**WHAT TO WORK ON:** Going down the data below, set down exactly the line with "assert!(product.validate().is_err());" and each line after it through the line with "read through its"; no other lines.

>>>>>

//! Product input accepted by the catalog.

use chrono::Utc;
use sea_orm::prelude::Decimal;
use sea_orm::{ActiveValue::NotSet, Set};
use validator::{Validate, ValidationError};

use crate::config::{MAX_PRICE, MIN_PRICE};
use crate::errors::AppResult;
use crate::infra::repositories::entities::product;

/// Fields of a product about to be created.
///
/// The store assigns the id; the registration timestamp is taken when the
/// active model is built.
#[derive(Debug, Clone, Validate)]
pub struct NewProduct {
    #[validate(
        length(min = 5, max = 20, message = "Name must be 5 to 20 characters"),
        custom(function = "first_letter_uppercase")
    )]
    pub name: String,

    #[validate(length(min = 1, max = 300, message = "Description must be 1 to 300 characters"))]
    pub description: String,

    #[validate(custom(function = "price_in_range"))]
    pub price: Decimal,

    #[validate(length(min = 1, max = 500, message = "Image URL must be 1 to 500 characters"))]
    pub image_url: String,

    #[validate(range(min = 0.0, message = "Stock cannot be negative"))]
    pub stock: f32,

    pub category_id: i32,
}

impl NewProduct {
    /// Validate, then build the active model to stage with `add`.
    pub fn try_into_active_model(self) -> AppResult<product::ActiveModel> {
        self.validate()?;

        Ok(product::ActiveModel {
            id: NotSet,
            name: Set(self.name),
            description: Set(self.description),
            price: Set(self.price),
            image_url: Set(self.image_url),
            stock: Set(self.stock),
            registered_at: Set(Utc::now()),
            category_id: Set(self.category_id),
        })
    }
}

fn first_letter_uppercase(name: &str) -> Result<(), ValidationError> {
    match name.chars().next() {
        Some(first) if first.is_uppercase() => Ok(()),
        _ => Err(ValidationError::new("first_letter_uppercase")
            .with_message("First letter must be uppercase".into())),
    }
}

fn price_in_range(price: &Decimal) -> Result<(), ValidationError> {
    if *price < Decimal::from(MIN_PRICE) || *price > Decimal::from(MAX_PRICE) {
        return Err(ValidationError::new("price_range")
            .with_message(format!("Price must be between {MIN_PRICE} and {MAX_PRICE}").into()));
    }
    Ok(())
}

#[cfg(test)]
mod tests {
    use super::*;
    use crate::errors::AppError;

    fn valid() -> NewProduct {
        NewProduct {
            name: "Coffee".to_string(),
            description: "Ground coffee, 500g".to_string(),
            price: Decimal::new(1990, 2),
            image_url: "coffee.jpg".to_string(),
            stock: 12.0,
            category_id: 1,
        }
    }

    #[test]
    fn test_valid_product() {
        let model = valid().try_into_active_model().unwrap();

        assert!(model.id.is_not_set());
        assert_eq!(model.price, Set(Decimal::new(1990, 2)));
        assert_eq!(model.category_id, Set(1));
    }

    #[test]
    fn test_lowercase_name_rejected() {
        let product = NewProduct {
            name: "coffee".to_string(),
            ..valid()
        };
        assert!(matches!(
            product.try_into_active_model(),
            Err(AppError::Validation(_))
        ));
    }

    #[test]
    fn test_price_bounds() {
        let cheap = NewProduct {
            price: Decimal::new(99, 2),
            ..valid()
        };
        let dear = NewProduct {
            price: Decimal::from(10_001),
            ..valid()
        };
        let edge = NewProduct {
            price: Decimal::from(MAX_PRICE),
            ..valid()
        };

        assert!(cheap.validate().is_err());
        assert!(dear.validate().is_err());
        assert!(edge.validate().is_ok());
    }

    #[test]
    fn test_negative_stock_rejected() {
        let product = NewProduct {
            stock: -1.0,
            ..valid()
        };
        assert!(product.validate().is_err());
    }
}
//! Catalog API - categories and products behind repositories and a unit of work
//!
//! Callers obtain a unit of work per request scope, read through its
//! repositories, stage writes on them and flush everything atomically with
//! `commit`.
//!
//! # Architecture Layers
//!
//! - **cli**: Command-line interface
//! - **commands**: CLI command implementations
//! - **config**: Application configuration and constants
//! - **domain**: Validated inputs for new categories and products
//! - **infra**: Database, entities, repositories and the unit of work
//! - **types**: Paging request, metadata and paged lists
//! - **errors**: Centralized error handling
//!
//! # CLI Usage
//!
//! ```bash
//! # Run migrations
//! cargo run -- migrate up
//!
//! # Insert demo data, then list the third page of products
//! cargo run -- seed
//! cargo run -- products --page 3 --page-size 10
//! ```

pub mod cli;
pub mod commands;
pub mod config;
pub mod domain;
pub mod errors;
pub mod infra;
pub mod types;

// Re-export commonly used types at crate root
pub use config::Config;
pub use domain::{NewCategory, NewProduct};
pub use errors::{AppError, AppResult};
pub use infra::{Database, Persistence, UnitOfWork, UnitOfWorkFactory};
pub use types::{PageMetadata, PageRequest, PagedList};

<<<<<

**REPLY TO THE TASK:**
        assert!(product.validate().is_err());
    }
}
//! Catalog API - categories and products behind repositories and a unit of work
//!
//! Callers obtain a unit of work per request scope, read through its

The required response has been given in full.